= GOAL OF THE EXERCISE =
Copy every line from the records below that carries the word "enum".

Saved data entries
# # # #

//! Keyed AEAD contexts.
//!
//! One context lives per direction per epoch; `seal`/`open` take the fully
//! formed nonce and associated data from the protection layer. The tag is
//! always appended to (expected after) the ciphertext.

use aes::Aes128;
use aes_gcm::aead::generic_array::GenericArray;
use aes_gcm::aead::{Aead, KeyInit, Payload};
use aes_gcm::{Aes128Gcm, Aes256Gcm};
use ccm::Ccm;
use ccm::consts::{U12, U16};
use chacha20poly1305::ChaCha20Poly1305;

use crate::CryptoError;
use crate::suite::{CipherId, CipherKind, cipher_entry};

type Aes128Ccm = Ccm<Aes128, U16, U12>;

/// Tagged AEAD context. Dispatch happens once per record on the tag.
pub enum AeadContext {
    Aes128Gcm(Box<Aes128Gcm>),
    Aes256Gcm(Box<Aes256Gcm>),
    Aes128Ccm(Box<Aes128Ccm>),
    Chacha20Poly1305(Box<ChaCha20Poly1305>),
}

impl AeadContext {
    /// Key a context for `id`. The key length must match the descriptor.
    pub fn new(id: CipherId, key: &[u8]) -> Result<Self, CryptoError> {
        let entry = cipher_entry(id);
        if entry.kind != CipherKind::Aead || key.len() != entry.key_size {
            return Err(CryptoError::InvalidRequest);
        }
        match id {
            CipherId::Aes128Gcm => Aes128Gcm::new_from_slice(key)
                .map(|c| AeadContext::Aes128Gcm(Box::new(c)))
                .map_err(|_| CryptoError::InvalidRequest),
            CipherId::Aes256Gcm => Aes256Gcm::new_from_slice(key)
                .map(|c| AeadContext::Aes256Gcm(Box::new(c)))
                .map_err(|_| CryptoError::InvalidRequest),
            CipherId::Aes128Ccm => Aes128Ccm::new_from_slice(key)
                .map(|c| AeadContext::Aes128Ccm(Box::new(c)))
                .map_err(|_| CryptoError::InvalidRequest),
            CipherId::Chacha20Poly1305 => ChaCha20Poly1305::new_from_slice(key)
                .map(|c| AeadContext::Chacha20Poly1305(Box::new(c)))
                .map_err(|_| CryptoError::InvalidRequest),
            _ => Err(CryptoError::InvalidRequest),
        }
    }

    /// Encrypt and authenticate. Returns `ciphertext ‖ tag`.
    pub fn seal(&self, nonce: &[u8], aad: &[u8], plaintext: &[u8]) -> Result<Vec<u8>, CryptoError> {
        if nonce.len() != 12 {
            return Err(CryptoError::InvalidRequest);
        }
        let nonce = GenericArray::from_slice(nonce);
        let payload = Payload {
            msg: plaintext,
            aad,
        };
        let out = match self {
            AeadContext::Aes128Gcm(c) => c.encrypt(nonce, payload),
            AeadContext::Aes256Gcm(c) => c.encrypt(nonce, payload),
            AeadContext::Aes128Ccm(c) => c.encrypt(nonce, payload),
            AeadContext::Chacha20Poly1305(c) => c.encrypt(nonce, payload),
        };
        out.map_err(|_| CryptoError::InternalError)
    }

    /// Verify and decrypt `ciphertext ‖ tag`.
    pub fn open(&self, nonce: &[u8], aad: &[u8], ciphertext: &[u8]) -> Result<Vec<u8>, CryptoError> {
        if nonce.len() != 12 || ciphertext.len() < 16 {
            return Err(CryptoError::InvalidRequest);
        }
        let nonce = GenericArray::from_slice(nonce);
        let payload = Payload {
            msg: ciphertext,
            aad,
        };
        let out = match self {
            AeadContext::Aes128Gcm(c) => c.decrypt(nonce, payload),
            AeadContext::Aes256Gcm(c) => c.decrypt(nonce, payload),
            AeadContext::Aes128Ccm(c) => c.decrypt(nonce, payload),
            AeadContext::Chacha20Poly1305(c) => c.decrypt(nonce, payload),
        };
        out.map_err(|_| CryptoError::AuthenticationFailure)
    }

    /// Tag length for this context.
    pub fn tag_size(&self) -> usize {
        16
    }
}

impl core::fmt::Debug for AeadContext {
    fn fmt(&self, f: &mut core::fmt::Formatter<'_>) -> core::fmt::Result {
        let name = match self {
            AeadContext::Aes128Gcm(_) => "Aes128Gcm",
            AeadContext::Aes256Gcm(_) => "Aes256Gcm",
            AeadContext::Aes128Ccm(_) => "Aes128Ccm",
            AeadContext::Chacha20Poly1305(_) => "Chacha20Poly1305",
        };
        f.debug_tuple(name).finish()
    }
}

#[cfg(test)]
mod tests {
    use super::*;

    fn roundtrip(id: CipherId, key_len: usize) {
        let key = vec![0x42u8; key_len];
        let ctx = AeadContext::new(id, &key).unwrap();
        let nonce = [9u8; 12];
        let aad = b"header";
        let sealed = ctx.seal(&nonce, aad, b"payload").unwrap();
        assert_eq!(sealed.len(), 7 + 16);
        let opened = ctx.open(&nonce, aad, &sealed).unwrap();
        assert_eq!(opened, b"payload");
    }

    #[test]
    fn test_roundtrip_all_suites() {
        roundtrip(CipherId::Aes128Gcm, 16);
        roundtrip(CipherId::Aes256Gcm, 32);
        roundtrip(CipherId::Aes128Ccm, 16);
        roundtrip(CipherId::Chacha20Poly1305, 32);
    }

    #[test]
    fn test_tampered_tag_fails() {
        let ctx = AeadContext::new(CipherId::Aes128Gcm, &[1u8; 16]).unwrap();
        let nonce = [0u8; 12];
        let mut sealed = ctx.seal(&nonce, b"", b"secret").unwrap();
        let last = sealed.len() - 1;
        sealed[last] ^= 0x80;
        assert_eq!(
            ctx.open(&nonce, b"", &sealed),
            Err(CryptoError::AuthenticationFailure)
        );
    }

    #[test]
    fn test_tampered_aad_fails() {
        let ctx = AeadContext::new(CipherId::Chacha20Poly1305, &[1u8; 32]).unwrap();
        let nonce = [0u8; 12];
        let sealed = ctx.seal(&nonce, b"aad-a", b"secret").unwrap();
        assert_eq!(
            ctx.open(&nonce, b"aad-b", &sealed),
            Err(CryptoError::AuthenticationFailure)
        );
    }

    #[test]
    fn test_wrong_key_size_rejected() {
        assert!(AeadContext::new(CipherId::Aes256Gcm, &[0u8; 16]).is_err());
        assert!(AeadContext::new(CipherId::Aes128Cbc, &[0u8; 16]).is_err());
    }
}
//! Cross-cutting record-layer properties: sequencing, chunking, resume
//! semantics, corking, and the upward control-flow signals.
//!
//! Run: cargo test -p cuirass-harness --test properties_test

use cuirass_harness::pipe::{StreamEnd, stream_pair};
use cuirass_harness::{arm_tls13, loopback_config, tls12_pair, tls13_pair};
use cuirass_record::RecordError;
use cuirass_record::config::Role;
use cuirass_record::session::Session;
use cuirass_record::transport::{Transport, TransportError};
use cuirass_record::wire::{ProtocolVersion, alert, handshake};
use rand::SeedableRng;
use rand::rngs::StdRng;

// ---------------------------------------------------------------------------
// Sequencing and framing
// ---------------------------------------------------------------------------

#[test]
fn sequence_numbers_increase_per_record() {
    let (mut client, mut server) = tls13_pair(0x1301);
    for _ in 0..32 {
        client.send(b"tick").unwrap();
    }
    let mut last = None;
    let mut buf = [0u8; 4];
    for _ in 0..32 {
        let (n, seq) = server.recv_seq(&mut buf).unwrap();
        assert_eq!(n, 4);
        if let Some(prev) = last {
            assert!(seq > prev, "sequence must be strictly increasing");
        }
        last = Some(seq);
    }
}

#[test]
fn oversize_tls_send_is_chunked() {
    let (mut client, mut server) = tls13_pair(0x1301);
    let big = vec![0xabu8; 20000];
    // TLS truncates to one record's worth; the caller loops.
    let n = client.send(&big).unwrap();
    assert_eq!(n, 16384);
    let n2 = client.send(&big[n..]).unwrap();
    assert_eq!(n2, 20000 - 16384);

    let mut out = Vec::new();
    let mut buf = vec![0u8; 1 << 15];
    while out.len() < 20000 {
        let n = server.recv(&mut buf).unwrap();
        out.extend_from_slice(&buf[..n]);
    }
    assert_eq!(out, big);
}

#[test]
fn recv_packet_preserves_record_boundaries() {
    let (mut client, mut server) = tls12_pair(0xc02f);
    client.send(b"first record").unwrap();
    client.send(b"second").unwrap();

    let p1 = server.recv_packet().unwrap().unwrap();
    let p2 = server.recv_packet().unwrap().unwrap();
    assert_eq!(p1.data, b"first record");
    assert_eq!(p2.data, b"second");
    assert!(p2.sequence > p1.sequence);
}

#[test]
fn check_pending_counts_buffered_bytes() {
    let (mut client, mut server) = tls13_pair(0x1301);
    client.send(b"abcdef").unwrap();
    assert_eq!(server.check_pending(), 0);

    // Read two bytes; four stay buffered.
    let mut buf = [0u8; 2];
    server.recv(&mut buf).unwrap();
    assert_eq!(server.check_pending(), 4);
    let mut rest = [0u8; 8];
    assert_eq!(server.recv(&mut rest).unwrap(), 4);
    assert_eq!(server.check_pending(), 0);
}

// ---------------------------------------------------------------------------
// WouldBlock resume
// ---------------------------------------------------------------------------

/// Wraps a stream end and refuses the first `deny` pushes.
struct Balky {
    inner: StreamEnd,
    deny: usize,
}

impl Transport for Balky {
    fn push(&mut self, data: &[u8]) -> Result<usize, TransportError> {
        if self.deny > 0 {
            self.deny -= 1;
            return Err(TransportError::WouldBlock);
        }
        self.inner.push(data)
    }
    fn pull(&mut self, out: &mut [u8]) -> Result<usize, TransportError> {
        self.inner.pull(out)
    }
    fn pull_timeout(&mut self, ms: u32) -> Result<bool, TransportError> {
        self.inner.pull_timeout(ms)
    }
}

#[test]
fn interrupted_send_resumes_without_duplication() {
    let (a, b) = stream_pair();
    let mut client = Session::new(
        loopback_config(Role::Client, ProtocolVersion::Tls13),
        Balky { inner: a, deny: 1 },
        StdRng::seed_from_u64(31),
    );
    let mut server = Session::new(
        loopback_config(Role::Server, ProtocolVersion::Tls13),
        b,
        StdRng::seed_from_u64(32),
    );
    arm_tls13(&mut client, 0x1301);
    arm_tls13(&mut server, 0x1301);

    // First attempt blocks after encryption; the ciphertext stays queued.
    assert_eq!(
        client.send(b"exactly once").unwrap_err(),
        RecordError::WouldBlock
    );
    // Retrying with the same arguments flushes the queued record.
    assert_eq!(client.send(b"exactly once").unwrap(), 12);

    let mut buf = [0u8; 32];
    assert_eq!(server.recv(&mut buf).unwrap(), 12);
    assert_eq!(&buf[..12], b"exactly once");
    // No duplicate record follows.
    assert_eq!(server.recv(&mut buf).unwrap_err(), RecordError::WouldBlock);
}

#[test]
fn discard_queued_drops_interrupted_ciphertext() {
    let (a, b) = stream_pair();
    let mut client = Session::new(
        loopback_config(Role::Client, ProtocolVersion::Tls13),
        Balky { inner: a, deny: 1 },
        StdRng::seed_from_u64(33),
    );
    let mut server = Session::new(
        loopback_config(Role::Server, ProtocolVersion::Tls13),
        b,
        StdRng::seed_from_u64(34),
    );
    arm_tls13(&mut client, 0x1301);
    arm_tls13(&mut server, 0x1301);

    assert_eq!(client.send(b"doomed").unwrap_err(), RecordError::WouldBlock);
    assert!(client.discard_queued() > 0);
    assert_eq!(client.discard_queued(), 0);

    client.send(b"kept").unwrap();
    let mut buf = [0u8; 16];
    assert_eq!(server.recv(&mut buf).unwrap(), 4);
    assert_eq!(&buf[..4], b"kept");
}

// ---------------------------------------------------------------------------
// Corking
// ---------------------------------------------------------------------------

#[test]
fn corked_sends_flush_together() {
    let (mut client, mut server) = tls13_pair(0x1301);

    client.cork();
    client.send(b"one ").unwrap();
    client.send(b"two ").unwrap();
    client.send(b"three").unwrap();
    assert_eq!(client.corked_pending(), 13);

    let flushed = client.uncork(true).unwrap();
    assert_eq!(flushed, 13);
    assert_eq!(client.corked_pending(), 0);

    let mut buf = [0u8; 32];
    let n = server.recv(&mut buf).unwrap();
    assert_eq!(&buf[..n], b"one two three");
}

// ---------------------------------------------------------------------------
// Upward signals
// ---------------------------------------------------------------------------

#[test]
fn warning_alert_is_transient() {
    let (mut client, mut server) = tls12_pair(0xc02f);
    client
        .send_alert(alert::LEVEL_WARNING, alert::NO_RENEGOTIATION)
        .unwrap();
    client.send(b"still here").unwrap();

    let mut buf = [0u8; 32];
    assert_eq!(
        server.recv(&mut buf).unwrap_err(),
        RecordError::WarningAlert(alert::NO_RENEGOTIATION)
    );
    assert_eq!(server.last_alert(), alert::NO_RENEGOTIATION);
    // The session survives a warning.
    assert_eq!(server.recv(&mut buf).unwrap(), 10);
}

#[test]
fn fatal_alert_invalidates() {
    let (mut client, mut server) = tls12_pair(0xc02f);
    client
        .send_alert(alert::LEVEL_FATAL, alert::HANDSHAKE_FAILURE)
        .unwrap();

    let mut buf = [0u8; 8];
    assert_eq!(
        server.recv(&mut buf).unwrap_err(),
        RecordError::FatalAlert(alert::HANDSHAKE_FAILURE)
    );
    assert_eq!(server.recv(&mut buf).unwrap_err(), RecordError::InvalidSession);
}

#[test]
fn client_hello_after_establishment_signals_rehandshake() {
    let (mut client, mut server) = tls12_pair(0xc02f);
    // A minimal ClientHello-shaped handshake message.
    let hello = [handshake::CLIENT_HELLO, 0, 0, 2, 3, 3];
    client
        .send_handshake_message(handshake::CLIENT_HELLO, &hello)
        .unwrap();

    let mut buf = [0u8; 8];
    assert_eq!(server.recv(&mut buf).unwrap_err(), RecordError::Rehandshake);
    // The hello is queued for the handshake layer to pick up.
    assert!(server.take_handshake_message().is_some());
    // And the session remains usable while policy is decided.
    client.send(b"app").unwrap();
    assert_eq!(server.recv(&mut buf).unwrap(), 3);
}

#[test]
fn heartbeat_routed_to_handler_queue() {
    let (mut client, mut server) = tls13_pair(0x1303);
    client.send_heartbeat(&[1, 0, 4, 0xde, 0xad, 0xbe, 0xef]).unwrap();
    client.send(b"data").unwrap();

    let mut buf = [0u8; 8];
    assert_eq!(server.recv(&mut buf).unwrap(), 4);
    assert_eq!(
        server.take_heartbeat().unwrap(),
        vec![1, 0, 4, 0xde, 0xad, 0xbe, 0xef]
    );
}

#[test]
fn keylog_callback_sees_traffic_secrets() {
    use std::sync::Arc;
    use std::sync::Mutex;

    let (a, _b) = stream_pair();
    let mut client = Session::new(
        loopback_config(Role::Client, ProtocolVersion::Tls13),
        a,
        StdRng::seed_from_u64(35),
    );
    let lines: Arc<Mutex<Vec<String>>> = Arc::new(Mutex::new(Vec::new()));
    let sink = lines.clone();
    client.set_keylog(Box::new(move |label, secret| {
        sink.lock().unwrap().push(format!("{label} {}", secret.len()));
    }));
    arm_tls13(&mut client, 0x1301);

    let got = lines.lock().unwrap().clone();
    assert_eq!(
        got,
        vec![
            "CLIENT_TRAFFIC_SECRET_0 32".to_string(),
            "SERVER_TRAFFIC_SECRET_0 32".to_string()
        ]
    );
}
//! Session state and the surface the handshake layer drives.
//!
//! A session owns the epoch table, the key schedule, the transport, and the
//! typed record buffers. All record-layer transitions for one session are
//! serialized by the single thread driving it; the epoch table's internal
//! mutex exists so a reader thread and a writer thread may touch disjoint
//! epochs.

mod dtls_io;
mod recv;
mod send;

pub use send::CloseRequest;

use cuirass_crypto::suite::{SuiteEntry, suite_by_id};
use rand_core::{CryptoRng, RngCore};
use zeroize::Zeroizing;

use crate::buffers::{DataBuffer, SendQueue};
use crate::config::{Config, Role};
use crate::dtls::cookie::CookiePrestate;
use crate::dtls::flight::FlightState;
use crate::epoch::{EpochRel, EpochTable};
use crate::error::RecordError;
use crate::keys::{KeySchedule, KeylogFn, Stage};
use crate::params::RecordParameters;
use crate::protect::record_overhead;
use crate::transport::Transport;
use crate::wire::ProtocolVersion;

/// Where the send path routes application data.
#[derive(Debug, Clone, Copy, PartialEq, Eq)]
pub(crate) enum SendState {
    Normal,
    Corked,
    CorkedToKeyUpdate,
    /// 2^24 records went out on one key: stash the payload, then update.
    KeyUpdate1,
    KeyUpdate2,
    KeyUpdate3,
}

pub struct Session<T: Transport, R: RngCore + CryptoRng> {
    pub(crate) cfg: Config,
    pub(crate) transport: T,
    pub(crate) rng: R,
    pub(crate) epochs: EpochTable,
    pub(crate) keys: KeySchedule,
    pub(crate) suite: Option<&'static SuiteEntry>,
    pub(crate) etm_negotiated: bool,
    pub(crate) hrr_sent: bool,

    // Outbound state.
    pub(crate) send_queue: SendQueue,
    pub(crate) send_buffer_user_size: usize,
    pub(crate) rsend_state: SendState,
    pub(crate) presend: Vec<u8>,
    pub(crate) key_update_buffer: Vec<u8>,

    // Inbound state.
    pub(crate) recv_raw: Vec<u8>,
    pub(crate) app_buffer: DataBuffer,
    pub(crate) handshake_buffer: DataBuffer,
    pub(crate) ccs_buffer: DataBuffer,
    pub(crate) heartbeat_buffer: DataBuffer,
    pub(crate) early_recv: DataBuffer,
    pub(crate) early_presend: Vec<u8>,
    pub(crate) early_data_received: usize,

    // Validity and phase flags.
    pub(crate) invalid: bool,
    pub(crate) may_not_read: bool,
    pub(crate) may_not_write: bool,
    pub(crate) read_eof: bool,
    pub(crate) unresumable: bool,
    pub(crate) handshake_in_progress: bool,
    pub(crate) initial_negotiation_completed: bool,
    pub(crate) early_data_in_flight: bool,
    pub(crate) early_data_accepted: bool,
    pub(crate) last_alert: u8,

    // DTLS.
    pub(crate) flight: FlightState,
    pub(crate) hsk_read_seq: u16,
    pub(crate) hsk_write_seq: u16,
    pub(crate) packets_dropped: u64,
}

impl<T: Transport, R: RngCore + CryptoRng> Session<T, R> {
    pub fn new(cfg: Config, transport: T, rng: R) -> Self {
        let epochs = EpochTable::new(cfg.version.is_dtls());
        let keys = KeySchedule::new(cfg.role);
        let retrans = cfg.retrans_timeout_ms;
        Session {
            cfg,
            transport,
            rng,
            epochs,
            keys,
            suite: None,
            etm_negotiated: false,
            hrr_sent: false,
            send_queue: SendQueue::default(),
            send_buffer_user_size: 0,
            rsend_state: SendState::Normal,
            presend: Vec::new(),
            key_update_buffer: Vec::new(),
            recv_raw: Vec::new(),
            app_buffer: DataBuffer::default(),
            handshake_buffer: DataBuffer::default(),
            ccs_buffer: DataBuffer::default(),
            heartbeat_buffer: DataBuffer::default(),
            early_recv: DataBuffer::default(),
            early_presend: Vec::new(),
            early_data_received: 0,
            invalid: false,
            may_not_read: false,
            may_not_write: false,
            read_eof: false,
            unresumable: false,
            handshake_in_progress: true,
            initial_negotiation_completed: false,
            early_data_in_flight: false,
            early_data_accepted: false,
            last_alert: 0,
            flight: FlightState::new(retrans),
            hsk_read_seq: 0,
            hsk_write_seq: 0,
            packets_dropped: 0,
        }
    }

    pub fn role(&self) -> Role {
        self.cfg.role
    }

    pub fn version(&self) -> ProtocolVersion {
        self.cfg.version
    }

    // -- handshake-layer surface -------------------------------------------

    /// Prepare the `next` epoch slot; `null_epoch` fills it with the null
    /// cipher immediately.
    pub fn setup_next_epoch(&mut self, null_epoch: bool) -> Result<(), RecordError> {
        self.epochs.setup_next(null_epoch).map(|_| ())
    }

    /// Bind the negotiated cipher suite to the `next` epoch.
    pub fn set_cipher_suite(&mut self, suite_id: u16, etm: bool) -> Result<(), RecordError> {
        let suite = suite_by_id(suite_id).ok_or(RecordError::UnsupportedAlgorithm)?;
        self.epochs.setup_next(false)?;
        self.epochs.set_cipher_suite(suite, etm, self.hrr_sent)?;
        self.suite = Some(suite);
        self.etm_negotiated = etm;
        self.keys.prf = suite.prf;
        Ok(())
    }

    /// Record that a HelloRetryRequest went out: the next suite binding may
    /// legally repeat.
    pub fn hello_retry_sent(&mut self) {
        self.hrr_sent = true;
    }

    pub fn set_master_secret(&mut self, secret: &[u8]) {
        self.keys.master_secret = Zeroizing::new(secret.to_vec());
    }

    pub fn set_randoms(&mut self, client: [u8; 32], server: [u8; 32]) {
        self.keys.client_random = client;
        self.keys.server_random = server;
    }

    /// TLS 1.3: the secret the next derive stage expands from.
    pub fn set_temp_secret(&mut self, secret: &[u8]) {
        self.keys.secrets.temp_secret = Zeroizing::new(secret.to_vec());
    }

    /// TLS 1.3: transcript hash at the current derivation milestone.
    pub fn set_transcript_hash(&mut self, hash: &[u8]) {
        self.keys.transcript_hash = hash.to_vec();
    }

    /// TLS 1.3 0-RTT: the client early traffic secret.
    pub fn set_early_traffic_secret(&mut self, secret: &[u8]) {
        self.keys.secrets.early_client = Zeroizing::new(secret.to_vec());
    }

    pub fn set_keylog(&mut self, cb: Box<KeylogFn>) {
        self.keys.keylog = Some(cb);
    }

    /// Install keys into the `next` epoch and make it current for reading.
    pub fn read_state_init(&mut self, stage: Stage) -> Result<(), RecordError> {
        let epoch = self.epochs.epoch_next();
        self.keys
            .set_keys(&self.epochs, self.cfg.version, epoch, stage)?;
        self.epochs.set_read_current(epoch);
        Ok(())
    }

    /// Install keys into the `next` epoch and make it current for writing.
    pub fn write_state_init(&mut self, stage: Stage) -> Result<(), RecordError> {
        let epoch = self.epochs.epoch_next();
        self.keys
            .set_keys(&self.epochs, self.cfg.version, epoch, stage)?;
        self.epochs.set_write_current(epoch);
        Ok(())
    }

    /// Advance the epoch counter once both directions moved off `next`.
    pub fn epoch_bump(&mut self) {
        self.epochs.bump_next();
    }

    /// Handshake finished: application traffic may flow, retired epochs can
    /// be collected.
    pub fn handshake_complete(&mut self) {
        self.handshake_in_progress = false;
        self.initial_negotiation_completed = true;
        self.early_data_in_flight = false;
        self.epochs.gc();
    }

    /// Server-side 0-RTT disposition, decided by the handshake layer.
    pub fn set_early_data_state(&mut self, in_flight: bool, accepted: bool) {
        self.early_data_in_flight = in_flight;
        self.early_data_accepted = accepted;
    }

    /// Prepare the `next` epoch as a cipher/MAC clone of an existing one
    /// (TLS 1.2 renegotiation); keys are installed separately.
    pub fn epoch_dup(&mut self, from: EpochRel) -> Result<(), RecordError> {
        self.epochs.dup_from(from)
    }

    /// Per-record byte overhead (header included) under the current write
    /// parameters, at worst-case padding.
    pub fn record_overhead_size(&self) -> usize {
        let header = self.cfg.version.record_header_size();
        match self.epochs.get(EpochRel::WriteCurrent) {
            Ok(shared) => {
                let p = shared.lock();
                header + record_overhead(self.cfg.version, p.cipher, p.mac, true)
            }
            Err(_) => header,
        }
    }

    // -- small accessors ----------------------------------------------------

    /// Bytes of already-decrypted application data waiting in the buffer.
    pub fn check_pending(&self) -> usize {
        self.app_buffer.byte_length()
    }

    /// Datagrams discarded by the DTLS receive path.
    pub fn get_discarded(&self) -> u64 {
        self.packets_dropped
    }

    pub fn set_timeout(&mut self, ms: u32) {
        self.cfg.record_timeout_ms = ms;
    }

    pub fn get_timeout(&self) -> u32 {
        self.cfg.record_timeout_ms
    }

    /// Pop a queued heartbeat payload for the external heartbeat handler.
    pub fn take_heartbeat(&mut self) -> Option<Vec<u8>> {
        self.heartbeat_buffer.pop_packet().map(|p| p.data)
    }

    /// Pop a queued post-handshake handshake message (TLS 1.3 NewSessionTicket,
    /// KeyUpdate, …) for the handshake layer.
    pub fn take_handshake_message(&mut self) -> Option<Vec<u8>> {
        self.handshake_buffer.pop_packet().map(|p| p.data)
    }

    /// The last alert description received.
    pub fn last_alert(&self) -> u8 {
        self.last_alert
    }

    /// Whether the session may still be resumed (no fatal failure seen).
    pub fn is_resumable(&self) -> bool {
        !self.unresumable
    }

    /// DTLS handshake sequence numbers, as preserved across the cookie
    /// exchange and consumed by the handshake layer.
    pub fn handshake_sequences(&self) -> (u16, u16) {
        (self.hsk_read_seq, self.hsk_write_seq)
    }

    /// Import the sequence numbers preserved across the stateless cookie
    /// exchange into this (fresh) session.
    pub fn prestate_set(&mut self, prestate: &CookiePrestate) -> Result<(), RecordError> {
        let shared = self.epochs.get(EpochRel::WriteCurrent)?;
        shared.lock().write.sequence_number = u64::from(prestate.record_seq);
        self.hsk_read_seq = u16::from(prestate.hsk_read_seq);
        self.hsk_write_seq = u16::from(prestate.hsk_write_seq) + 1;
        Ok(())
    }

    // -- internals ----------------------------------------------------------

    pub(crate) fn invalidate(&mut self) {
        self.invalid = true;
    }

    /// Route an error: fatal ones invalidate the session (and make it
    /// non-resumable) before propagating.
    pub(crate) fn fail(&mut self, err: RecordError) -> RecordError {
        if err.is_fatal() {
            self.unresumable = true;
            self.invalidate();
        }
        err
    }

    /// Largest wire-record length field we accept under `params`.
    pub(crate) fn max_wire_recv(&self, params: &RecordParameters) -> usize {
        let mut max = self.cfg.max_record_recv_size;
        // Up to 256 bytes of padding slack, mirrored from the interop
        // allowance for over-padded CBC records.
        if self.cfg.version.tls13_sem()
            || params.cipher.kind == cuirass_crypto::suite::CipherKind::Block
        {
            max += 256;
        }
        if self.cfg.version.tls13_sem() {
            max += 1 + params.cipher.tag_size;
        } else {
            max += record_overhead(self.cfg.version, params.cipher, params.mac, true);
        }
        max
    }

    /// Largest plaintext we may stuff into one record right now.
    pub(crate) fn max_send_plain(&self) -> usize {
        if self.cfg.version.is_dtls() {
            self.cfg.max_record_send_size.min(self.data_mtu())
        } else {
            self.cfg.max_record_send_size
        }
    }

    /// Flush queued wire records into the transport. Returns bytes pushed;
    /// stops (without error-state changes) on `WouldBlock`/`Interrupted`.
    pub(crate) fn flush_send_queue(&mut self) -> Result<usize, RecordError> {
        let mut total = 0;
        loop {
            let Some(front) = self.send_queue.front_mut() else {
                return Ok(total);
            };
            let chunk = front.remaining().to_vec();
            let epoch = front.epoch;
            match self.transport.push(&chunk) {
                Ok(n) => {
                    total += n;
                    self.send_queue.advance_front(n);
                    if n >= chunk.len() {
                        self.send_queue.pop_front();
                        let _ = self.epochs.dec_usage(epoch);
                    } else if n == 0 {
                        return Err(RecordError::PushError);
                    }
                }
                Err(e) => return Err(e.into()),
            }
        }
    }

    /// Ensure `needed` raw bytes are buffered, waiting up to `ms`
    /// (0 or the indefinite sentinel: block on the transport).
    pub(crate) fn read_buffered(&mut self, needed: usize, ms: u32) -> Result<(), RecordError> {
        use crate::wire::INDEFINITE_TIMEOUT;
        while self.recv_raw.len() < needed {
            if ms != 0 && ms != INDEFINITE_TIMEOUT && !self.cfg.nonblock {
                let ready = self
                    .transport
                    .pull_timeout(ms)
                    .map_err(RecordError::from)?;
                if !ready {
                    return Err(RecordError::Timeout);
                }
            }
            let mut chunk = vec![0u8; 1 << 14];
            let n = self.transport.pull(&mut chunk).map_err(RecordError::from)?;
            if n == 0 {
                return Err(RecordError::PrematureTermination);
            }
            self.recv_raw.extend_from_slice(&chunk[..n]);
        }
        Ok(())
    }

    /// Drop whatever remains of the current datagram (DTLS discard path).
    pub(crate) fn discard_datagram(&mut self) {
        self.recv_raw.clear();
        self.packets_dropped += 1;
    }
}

# # # #

= FINISHED TASK =
pub enum AeadContext {
pub(crate) enum SendState {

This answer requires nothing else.